Recientemente, al desarrollar una llamada a un servicio REST me encontré con el error Unable to verify the first certificate, tanto en Salesforce como en una app Nodejs en Heroku:

El error en Salesforce:

System.HttpRequest retrying request in response to handshake failure: PKIX path building failed: sun.security.provider.certpath.SunCertPathBuilderException: unable to find valid certification path to requested target

El error en Heroku/NodeJs:

heroku/router at=info method=GET path="/dev/UNSERVICIOCUALQUIERA" host=myhost.herokuapp.com dyno=web.1 connect=0ms service=353ms status=500 bytes=404 protocol=https
app/web.1 Error: unable to verify the first certificate
app/web.1     at TLSSocket.onConnectSecure (node:_tls_wrap:1530:34)
app/web.1     at TLSSocket.emit (node:events:526:28)
app/web.1     at TLSSocket._finishInit (node:_tls_wrap:944:8)
app/web.1     at TLSWrap.ssl.onhandshakedone (node:_tls_wrap:725:12)

Lo extraño en un principio es que esto no pasa si accedo al servidor mediante el navegador.
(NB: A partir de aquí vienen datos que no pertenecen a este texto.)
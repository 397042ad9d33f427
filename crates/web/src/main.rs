use std::sync::Arc;
use std::time::Duration;

use anyhow::Context;
use axum::Router;
use dispatcher::channel::WebhookChannel;
use dispatcher::scheduler::{DispatchScheduler, SchedulerConfig};
use dispatcher::store::PgDispatchStore;
use storage::Database;
use storage::services::points::PointsPolicy;
use tower::ServiceBuilder;
use tower_http::cors::{Any, CorsLayer};
use utoipa::OpenApi;
use utoipa_swagger_ui::SwaggerUi;

mod config;
mod error;
mod features;
mod middleware;
mod state;

use config::Config;
use middleware::auth::ApiKeys;
use state::AppState;

#[derive(OpenApi)]
#[openapi(
    paths(
        features::completions::handlers::submit_completion,
        features::completions::handlers::evaluate_completion,
        features::completions::handlers::list_completions,
        features::rankings::handlers::get_user_ranking,
        features::rankings::handlers::get_user_progress,
        features::rankings::handlers::get_organization_ranking,
        features::templates::handlers::import_templates,
        features::templates::handlers::list_templates,
        features::dispatches::handlers::create_task,
        features::dispatches::handlers::list_tasks,
        features::dispatches::handlers::list_logs,
        features::webhook::handlers::receive_channel_event,
    ),
    components(
        schemas(
            storage::dto::completion::SubmitCompletionRequest,
            storage::dto::completion::EvaluateCompletionRequest,
            storage::dto::completion::EvaluationDecision,
            storage::dto::completion::CompletionResponse,
            storage::dto::ranking::UserRankingEntry,
            storage::dto::ranking::OrganizationRankingEntry,
            storage::dto::template::DayTemplateEntry,
            storage::dto::template::TemplateImportRequest,
            storage::dto::template::TemplateImportResponse,
            storage::dto::template::TemplateResponse,
            storage::dto::dispatch::CreateDispatchTaskRequest,
            storage::dto::dispatch::DispatchTaskResponse,
            storage::dto::dispatch::DispatchLogResponse,
            storage::models::CompletionStatus,
            storage::models::DispatchTaskStatus,
            storage::models::DispatchOutcome,
            storage::models::Organization,
            storage::models::User,
            storage::models::Project,
            storage::models::ProjectSubscription,
            storage::models::DayTemplate,
            storage::models::CompletionRecord,
            storage::models::RankingAggregate,
            storage::models::DispatchTask,
            storage::models::DispatchLog,
        )
    ),
    tags(
        (name = "completions", description = "Completion ledger endpoints"),
        (name = "rankings", description = "User and organization ranking endpoints"),
        (name = "templates", description = "Day template administration"),
        (name = "dispatches", description = "Outbound dispatch administration"),
        (name = "webhook", description = "Inbound channel events"),
    ),
    modifiers(&SecurityAddon)
)]
struct ApiDoc;

struct SecurityAddon;

impl utoipa::Modify for SecurityAddon {
    fn modify(&self, openapi: &mut utoipa::openapi::OpenApi) {
        if let Some(components) = openapi.components.as_mut() {
            components.add_security_scheme(
                "bearer_auth",
                utoipa::openapi::security::SecurityScheme::Http(
                    utoipa::openapi::security::HttpBuilder::new()
                        .scheme(utoipa::openapi::security::HttpAuthScheme::Bearer)
                        .bearer_format("API Key")
                        .build(),
                ),
            )
        }
    }
}

#[tokio::main]
async fn main() -> anyhow::Result<()> {
    dotenvy::dotenv().ok();

    tracing_subscriber::fmt()
        .with_env_filter(
            tracing_subscriber::EnvFilter::try_from_default_env().unwrap_or_else(|_| "info".into()),
        )
        .with_target(true)
        .with_file(true)
        .with_line_number(true)
        .init();

    tracing::info!("Starting Embark API");

    let config = Config::from_env().context("Failed to load API configuration")?;
    tracing::info!("Configuration loaded successfully");

    tracing::info!(
        "Connecting to database at: {}",
        config
            .database_url
            .split('@')
            .next_back()
            .unwrap_or("unknown")
    );
    let db = Database::new(&config.database_url)
        .await
        .context("Failed to initialize database")?;
    tracing::info!("Database connection established");

    tracing::info!("Running database migrations");
    db.run_migrations()
        .await
        .context("Failed to run migrations")?;
    tracing::info!("Database migrations completed successfully");

    let state = AppState {
        db: db.clone(),
        policy: PointsPolicy::new(config.points_media_bonus),
        legacy_template_fallback: config.legacy_template_fallback,
        api_keys: ApiKeys::from_comma_separated(&config.api_keys),
    };

    let scheduler = Arc::new(DispatchScheduler::new(
        PgDispatchStore::new(db.pool().clone()),
        WebhookChannel::new(
            db.pool().clone(),
            config.channel_api_url.clone(),
            config.channel_provider.clone(),
        ),
        SchedulerConfig {
            interval: Duration::from_secs(config.dispatch_interval_secs),
            max_attempts: config.dispatch_max_attempts,
            ..SchedulerConfig::default()
        },
    ));
    tokio::spawn(scheduler.run());

    let bind_address = format!("{}:{}", config.host, config.port);
    tracing::info!("Starting server at http://{}", bind_address);
    tracing::info!(
        "Swagger UI available at http://{}/swagger-ui/",
        bind_address
    );

    let cors = CorsLayer::new()
        .allow_origin(Any)
        .allow_methods(Any)
        .allow_headers(Any)
        .max_age(Duration::from_secs(3600));

    let app = Router::new()
        .merge(SwaggerUi::new("/swagger-ui").url("/api-docs/openapi.json", ApiDoc::openapi()))
        .nest("/api/completions", features::completions::routes::routes(&state))
        .nest("/api/rankings", features::rankings::routes::routes())
        .nest("/api/projects", features::templates::routes::routes(&state))
        .nest("/api/dispatches", features::dispatches::routes::routes(&state))
        .nest("/api/webhook", features::webhook::routes::routes())
        .layer(ServiceBuilder::new().layer(cors))
        .with_state(state);

    let listener = tokio::net::TcpListener::bind(&bind_address)
        .await
        .context("Failed to bind server address")?;
    axum::serve(listener, app).await?;

    Ok(())
}
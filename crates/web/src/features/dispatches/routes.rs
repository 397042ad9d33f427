use axum::{
    Router,
    middleware::from_fn_with_state,
    routing::{get, post},
};

use crate::middleware::auth::require_api_key;
use crate::state::AppState;

use super::handlers::{create_task, list_logs, list_tasks};

pub fn routes(state: &AppState) -> Router<AppState> {
    Router::new()
        .route(
            "/",
            post(create_task)
                .layer(from_fn_with_state(state.clone(), require_api_key))
                .get(list_tasks),
        )
        .route("/:task_id/logs", get(list_logs))
}
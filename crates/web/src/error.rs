use axum::{
    Json,
    http::StatusCode,
    response::{IntoResponse, Response},
};
use serde_json::json;
use std::fmt;
use storage::error::StorageError;
use validator::ValidationErrors;

/// Web layer errors
#[derive(Debug)]
pub enum WebError {
    Storage(StorageError),
    Validation(ValidationErrors),
    BadRequest(String),
    Unauthorized,
}

impl fmt::Display for WebError {
    fn fmt(&self, f: &mut fmt::Formatter<'_>) -> fmt::Result {
        match self {
            Self::Storage(e) => write!(f, "Storage error: {}", e),
            Self::Validation(e) => write!(f, "Validation error: {}", e),
            Self::BadRequest(msg) => write!(f, "Bad request: {}", msg),
            Self::Unauthorized => write!(f, "Unauthorized"),
        }
    }
}

impl IntoResponse for WebError {
    fn into_response(self) -> Response {
        let status_code = match &self {
            Self::Storage(StorageError::NotFound) => StatusCode::NOT_FOUND,
            Self::Storage(StorageError::Validation(_)) => StatusCode::BAD_REQUEST,
            Self::Storage(StorageError::Configuration(_)) => StatusCode::UNPROCESSABLE_ENTITY,
            Self::Storage(_) => StatusCode::INTERNAL_SERVER_ERROR,
            Self::Validation(_) => StatusCode::BAD_REQUEST,
            Self::BadRequest(_) => StatusCode::BAD_REQUEST,
            Self::Unauthorized => StatusCode::UNAUTHORIZED,
        };

        let body = match &self {
            Self::Storage(StorageError::NotFound) => {
                json!({
                    "error": "Resource not found"
                })
            }
            Self::Storage(StorageError::Validation(msg))
            | Self::Storage(StorageError::Configuration(msg)) => {
                json!({
                    "error": msg
                })
            }
            Self::Storage(e) => {
                tracing::error!("Storage error: {:?}", e);
                json!({
                    "error": "An internal error occurred"
                })
            }
            Self::Validation(errors) => {
                let field_errors: Vec<String> = errors
                    .field_errors()
                    .iter()
                    .flat_map(|(field, errors)| {
                        errors.iter().map(move |e| {
                            format!(
                                "{}: {}",
                                field,
                                e.message
                                    .as_ref()
                                    .map(|m| m.to_string())
                                    .unwrap_or_else(|| e.code.to_string())
                            )
                        })
                    })
                    .collect();

                json!({
                    "error": "Validation failed",
                    "details": field_errors
                })
            }
            Self::BadRequest(msg) => {
                json!({
                    "error": msg
                })
            }
            Self::Unauthorized => {
                json!({
                    "error": "Unauthorized"
                })
            }
        };

        (status_code, Json(body)).into_response()
    }
}

impl From<StorageError> for WebError {
    fn from(error: StorageError) -> Self {
        Self::Storage(error)
    }
}

impl From<ValidationErrors> for WebError {
    fn from(error: ValidationErrors) -> Self {
        Self::Validation(error)
    }
}
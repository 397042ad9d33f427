use axum::{Router, routing::post};

use crate::state::AppState;

use super::handlers::receive_channel_event;

pub fn routes() -> Router<AppState> {
    Router::new().route("/channel", post(receive_channel_event))
}
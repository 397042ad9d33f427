use axum::{
    Json,
    extract::State,
    http::StatusCode,
    response::{IntoResponse, Response},
};
use dispatcher::payload::{InboundEvent, normalize};
use serde_json::json;

use crate::error::WebError;
use crate::state::AppState;

use super::services;

#[utoipa::path(
    post,
    path = "/api/webhook/channel",
    responses(
        (status = 200, description = "Event processed"),
        (status = 201, description = "Completion submitted for review"),
        (status = 400, description = "Unrecognized payload"),
        (status = 404, description = "Channel identity is not subscribed")
    ),
    tag = "webhook"
)]
pub async fn receive_channel_event(
    State(state): State<AppState>,
    Json(payload): Json<serde_json::Value>,
) -> Result<Response, WebError> {
    let event = normalize(&payload).map_err(|e| WebError::BadRequest(e.to_string()))?;

    match event {
        InboundEvent::Ping => Ok(Json(json!({"status": "ok"})).into_response()),

        InboundEvent::SubscriptionChange {
            channel_user_id,
            active,
        } => {
            let updated =
                services::apply_subscription_change(state.db.pool(), &channel_user_id, active)
                    .await?;

            Ok(Json(json!({"status": "ok", "updated": updated})).into_response())
        }

        InboundEvent::CompletionReport {
            channel_user_id,
            text,
            media_refs,
        } => {
            let record = services::submit_from_channel(
                state.db.pool(),
                state.policy,
                state.legacy_template_fallback,
                &channel_user_id,
                text,
                media_refs,
            )
            .await?;

            Ok((
                StatusCode::CREATED,
                Json(json!({
                    "status": "accepted",
                    "record_id": record.record_id,
                    "day_number": record.day_number,
                })),
            )
                .into_response())
        }
    }
}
Al hacer servidor, me aparece en el navegador como que el certificado está OK y la página es segura.

Buscando por internet, encontré que a alguien le pasa lo mismo node.js - Error: unable to verify the first certificate in nodejs - Stack Overflow, y la solución apunta a usar el paquete ssl-root-cas - npm (npmjs.com), para importar los certificados en la app nodejs. Sin embargo, esta solución no serviria para el acceso desde Salesforce. En la primera línea de la documentación del paquete se dice algo muy interesante:

IMPORTANT: Try this first 2015-Jul-13: I just discovered that the most common reason you would have the kind of problems this module solves is actually due to failing to properly bundle the Intermediate CAs with the server certificate.

Buscando en la documentación de Salesforce, encontré este artículo, que dice:

Salesforce trusts only root certificate authority (CA) certificates, with few historical exceptions. Salesforce's certificate trust policy is to require server and client certificate chains to include all intermediate certificates that exist between the server or client certificate and the chain's root certificate. Salesforce will not honor requests to add intermediate certificates to its trust list. Salesforce trusts many generally trusted root certificates, but not all.

Esto es, que para que la conexión funcione es necesario que el certificado presente toda la cadena de certificación, excepto la root CA (que es la única en la que confía Salesforce).

Para comprobar que el problema coincide con lo que estaba diciendo la documentación, usé un validador de certificados online, por ejemplo Digicert checker, y SSL Shopper SSL Checker. Usé Digicert ya que era la CA raíz del certificado que estaba validando, y el resultado fue el siguiente:

¡Voilà! El check de digicert indica que no se está enviando el certificado intermedio.

Resumiendo:

En este caso, había un certificado intermedio que no se había incluido en el archivo .cer que luego se cargó en el servidor.

• Los navegadores por defecto validaban el certificado intermedio por su cuenta.
• Heroku y Salesforce, en cambio, no validan certificados intermedios si no están incluidos, por lo que fallan.
• En Android ocurre de forma similar.

La solución

Del lado del servidor Digicert había enviado dos certificados: un .cer con el certificado específico del site (el que se había instalado), y otro .cer con el certificado intermedio. La solución consistió en combinar los dos certificados usando un editor de texto siguiendo este ejemplo, y después importar este nuevo .cer combinado en el servidor.

Un punto importante es que los certificados se concatenen en el orden correcto, ya que en este caso el orden SÍ que importa.